[Opening EXERCISE DATA section]

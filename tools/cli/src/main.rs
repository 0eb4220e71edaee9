//! Strongbox CLI - command line front end for a passphrase-protected vault.
//!
//! Each command opens the vault record, unlocks it if the command needs
//! item content, does its work and exits. `shell` keeps a session open with
//! the auto-lock monitor running.

mod shell;

use anyhow::{Context, Result};
use clap::{Parser, Subcommand, ValueEnum};
use std::path::{Path, PathBuf};
use std::sync::Arc;
use tracing::info;
use tracing_subscriber::{EnvFilter, FmtSubscriber};

use strongbox_common::{ItemId, Passphrase, Plaintext};
use strongbox_crypto::KdfParams;
use strongbox_storage::LocalStore;
use strongbox_vault::{
    ItemKind, ItemMetadata, LockState, NewItem, NewVaultScheme, VaultController, VaultSettings,
};

#[derive(Parser)]
#[command(name = "strongbox")]
#[command(about = "Strongbox - Passphrase-protected local vault")]
#[command(version)]
struct Cli {
    /// Enable verbose logging.
    #[arg(short, long)]
    verbose: bool,

    /// Path to the vault record file.
    #[arg(long, env = "STRONGBOX_VAULT", global = true)]
    vault: Option<PathBuf>,

    #[command(subcommand)]
    command: Commands,
}

#[derive(Clone, Copy, ValueEnum)]
enum Toggle {
    On,
    Off,
}

#[derive(Subcommand)]
enum Commands {
    /// Create a new vault.
    Init {
        /// Use Argon2id + XChaCha20-Poly1305 with passphrase verification.
        #[arg(long)]
        sealed: bool,

        /// Disable auto-lock.
        #[arg(long)]
        no_auto_lock: bool,

        /// Minutes of inactivity before auto-lock.
        #[arg(short, long)]
        timeout: Option<u32>,
    },

    /// Show vault state and settings.
    Status,

    /// List item metadata. Does not need the passphrase.
    List {
        /// Print as JSON.
        #[arg(long)]
        json: bool,
    },

    /// Add an item.
    Add {
        /// Item name.
        #[arg(short, long)]
        name: String,

        /// Item type: file, folder or note.
        #[arg(short, long, default_value = "note")]
        kind: ItemKind,

        /// Free-text description.
        #[arg(short, long, default_value = "")]
        description: String,

        /// Tag (repeatable).
        #[arg(short = 'g', long = "tag")]
        tags: Vec<String>,

        /// Content given inline.
        #[arg(short, long, conflicts_with = "file")]
        content: Option<String>,

        /// Read content from a file. Without --content or --file, stdin is read.
        #[arg(short, long)]
        file: Option<PathBuf>,
    },

    /// Print an item's decrypted content.
    Reveal {
        /// Item id.
        id: String,
    },

    /// Remove an item.
    Remove {
        /// Item id.
        id: String,
    },

    /// Show or change auto-lock settings. Does not need the passphrase.
    Settings {
        /// Turn auto-lock on or off.
        #[arg(long)]
        auto_lock: Option<Toggle>,

        /// Minutes of inactivity before auto-lock.
        #[arg(short, long)]
        timeout: Option<u32>,
    },

    /// Interactive session with auto-lock.
    Shell {
        /// Seconds between auto-lock checks.
        #[arg(long, default_value_t = 60)]
        poll_secs: u64,
    },
}

#[tokio::main]
async fn main() -> Result<()> {
    let cli = Cli::parse();

    // Setup logging
    let default_filter = if cli.verbose { "debug" } else { "warn" };
    let filter =
        EnvFilter::try_from_default_env().unwrap_or_else(|_| EnvFilter::new(default_filter));

    let subscriber = FmtSubscriber::builder()
        .with_env_filter(filter)
        .with_target(false)
        .with_writer(std::io::stderr)
        .compact()
        .finish();
    tracing::subscriber::set_global_default(subscriber)?;

    let path = resolve_vault_path(cli.vault)?;

    match cli.command {
        Commands::Init {
            sealed,
            no_auto_lock,
            timeout,
        } => cmd_init(&path, sealed, no_auto_lock, timeout).await,

        Commands::Status => cmd_status(&path).await,

        Commands::List { json } => cmd_list(&path, json).await,

        Commands::Add {
            name,
            kind,
            description,
            tags,
            content,
            file,
        } => {
            let content = read_content(content, file).await?;
            let item = NewItem::new(name, kind, content)
                .description(description)
                .tags(tags);
            cmd_add(&path, item).await
        }

        Commands::Reveal { id } => cmd_reveal(&path, &id).await,

        Commands::Remove { id } => cmd_remove(&path, &id).await,

        Commands::Settings { auto_lock, timeout } => cmd_settings(&path, auto_lock, timeout).await,

        Commands::Shell { poll_secs } => shell::run(open_vault(&path).await?, poll_secs).await,
    }
}

fn resolve_vault_path(explicit: Option<PathBuf>) -> Result<PathBuf> {
    match explicit {
        Some(path) => Ok(path),
        None => LocalStore::default_path()
            .context("No data directory found; pass --vault or set STRONGBOX_VAULT"),
    }
}

/// Prompt for a passphrase without echo.
pub(crate) fn prompt_passphrase(prompt: &str) -> Result<Passphrase> {
    let passphrase = rpassword::prompt_password(prompt).context("Failed to read passphrase")?;
    Ok(Passphrase::new(passphrase))
}

/// Open the vault record at `path`.
pub(crate) async fn open_vault(path: &Path) -> Result<VaultController> {
    let store = Arc::new(LocalStore::new(path));
    VaultController::open(store)
        .await
        .with_context(|| format!("Failed to open vault at {}", path.display()))
}

/// Open and unlock the vault, prompting for the passphrase.
async fn unlock_vault(path: &Path) -> Result<VaultController> {
    let mut vault = open_vault(path).await?;
    if vault.state() == LockState::Uninitialized {
        anyhow::bail!("No vault at {}. Run `strongbox init` first.", path.display());
    }

    let passphrase = prompt_passphrase("Passphrase: ")?;
    vault.unlock(&passphrase).await.context("Failed to unlock vault")?;
    Ok(vault)
}

async fn read_content(content: Option<String>, file: Option<PathBuf>) -> Result<Plaintext> {
    if let Some(content) = content {
        return Ok(Plaintext::new(content.into_bytes()));
    }

    if let Some(file) = file {
        let data = tokio::fs::read(&file)
            .await
            .with_context(|| format!("Failed to read {}", file.display()))?;
        return Ok(Plaintext::new(data));
    }

    use tokio::io::AsyncReadExt;
    let mut data = Vec::new();
    tokio::io::stdin()
        .read_to_end(&mut data)
        .await
        .context("Failed to read content from stdin")?;
    Ok(Plaintext::new(data))
}

pub(crate) fn print_items(items: &[ItemMetadata]) {
    if items.is_empty() {
        println!("Vault is empty.");
        return;
    }

    for item in items {
        let tags = item.tags.iter().cloned().collect::<Vec<_>>().join(", ");
        println!("  {}  [{}] {}", item.id, item.kind, item.name);
        if !item.description.is_empty() {
            println!("      {}", item.description);
        }
        if !tags.is_empty() {
            println!("      tags: {}", tags);
        }
    }
}

pub(crate) fn print_revealed(content: &Plaintext) {
    match content.as_str() {
        Some(text) => println!("{}", text),
        None => {
            eprintln!("warning: content is not valid UTF-8; was the vault unlocked with the right passphrase?");
            println!("{}", content.to_string_lossy());
        }
    }
}

/// Create a new vault.
async fn cmd_init(path: &Path, sealed: bool, no_auto_lock: bool, timeout: Option<u32>) -> Result<()> {
    info!("Creating vault at {}", path.display());

    let mut vault = open_vault(path).await?;
    if vault.state() != LockState::Uninitialized {
        anyhow::bail!("A vault already exists at {}", path.display());
    }

    let mut settings = VaultSettings::default();
    settings.auto_lock_enabled = !no_auto_lock;
    if let Some(minutes) = timeout {
        settings.auto_lock_timeout_minutes = minutes;
    }

    let passphrase = prompt_passphrase("Enter passphrase: ")?;
    let confirm = prompt_passphrase("Confirm passphrase: ")?;

    let scheme = if sealed {
        NewVaultScheme::Sealed(KdfParams::interactive())
    } else {
        NewVaultScheme::Legacy
    };

    vault
        .create_vault_with(&passphrase, &confirm, settings, scheme)
        .await
        .context("Failed to create vault")?;

    println!("Vault created successfully!");
    println!("  Location: {}", path.display());
    if !sealed {
        println!("  Note: this vault does not verify passphrases. A wrong passphrase");
        println!("  unlocks it but reveals garbled content. Use --sealed to verify.");
    }

    Ok(())
}

/// Show vault state and settings.
async fn cmd_status(path: &Path) -> Result<()> {
    let vault = open_vault(path).await?;

    println!("Vault: {}", path.display());
    println!("  State: {}", vault.state());

    if let (Some(settings), Some(scheme)) = (vault.settings(), vault.scheme()) {
        println!("  Cipher: {:?}", scheme);
        println!("  Items: {}", vault.list_items().len());
        if settings.auto_lock_enabled {
            println!("  Auto-lock: after {} min", settings.auto_lock_timeout_minutes);
        } else {
            println!("  Auto-lock: off");
        }
    }

    Ok(())
}

/// List item metadata.
async fn cmd_list(path: &Path, json: bool) -> Result<()> {
    let vault = open_vault(path).await?;
    let items = vault.list_items();

    if json {
        println!("{}", serde_json::to_string_pretty(&items)?);
    } else {
        print_items(&items);
    }

    Ok(())
}

/// Add an item.
async fn cmd_add(path: &Path, item: NewItem) -> Result<()> {
    let mut vault = unlock_vault(path).await?;
    let size = item.content.len();

    let metadata = vault.add_item(item).await.context("Failed to add item")?;
    vault.lock();

    println!("Item added: {} ({} bytes)", metadata.id, size);
    Ok(())
}

/// Print decrypted content.
async fn cmd_reveal(path: &Path, id: &str) -> Result<()> {
    let id = ItemId::new(id)?;
    let mut vault = unlock_vault(path).await?;

    let revealed = vault.reveal_item(&id).context("Failed to reveal item")?;
    print_revealed(&revealed.content);
    vault.lock();

    Ok(())
}

/// Remove an item.
async fn cmd_remove(path: &Path, id: &str) -> Result<()> {
    let id = ItemId::new(id)?;
    let mut vault = unlock_vault(path).await?;

    let removed = vault.remove_item(&id).await.context("Failed to remove item")?;
    vault.lock();

    if removed {
        println!("Item removed: {}", id);
    } else {
        println!("No item with id {}; nothing removed.", id);
    }
    Ok(())
}

/// Show or change settings.
async fn cmd_settings(path: &Path, auto_lock: Option<Toggle>, timeout: Option<u32>) -> Result<()> {
    let mut vault = open_vault(path).await?;
    let mut settings = vault
        .settings()
        .cloned()
        .with_context(|| format!("No vault at {}", path.display()))?;

    if auto_lock.is_some() || timeout.is_some() {
        if let Some(toggle) = auto_lock {
            settings.auto_lock_enabled = matches!(toggle, Toggle::On);
        }
        if let Some(minutes) = timeout {
            settings.auto_lock_timeout_minutes = minutes;
        }
        vault
            .update_settings(settings.clone())
            .await
            .context("Failed to update settings")?;
        println!("Settings updated.");
    }

    println!(
        "  Auto-lock: {}",
        if settings.auto_lock_enabled { "on" } else { "off" }
    );
    println!("  Timeout: {} min", settings.auto_lock_timeout_minutes);
    Ok(())
}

[Closing EXERCISE DATA section]

PROMPT: In the listing above, start at the line with "use strongbox_crypto::KdfParams;", go on through the line with "#[arg(short, long, conflicts_with", and copy each of those lines exactly; leave out all the rest.

ANSWER SPACE:
use strongbox_crypto::KdfParams;
use strongbox_storage::LocalStore;
use strongbox_vault::{
    ItemKind, ItemMetadata, LockState, NewItem, NewVaultScheme, VaultController, VaultSettings,
};

#[derive(Parser)]
#[command(name = "strongbox")]
#[command(about = "Strongbox - Passphrase-protected local vault")]
#[command(version)]
struct Cli {
    /// Enable verbose logging.
    #[arg(short, long)]
    verbose: bool,

    /// Path to the vault record file.
    #[arg(long, env = "STRONGBOX_VAULT", global = true)]
    vault: Option<PathBuf>,

    #[command(subcommand)]
    command: Commands,
}

#[derive(Clone, Copy, ValueEnum)]
enum Toggle {
    On,
    Off,
}

#[derive(Subcommand)]
enum Commands {
    /// Create a new vault.
    Init {
        /// Use Argon2id + XChaCha20-Poly1305 with passphrase verification.
        #[arg(long)]
        sealed: bool,

        /// Disable auto-lock.
        #[arg(long)]
        no_auto_lock: bool,

        /// Minutes of inactivity before auto-lock.
        #[arg(short, long)]
        timeout: Option<u32>,
    },

    /// Show vault state and settings.
    Status,

    /// List item metadata. Does not need the passphrase.
    List {
        /// Print as JSON.
        #[arg(long)]
        json: bool,
    },

    /// Add an item.
    Add {
        /// Item name.
        #[arg(short, long)]
        name: String,

        /// Item type: file, folder or note.
        #[arg(short, long, default_value = "note")]
        kind: ItemKind,

        /// Free-text description.
        #[arg(short, long, default_value = "")]
        description: String,

        /// Tag (repeatable).
        #[arg(short = 'g', long = "tag")]
        tags: Vec<String>,

        /// Content given inline.
        #[arg(short, long, conflicts_with = "file")]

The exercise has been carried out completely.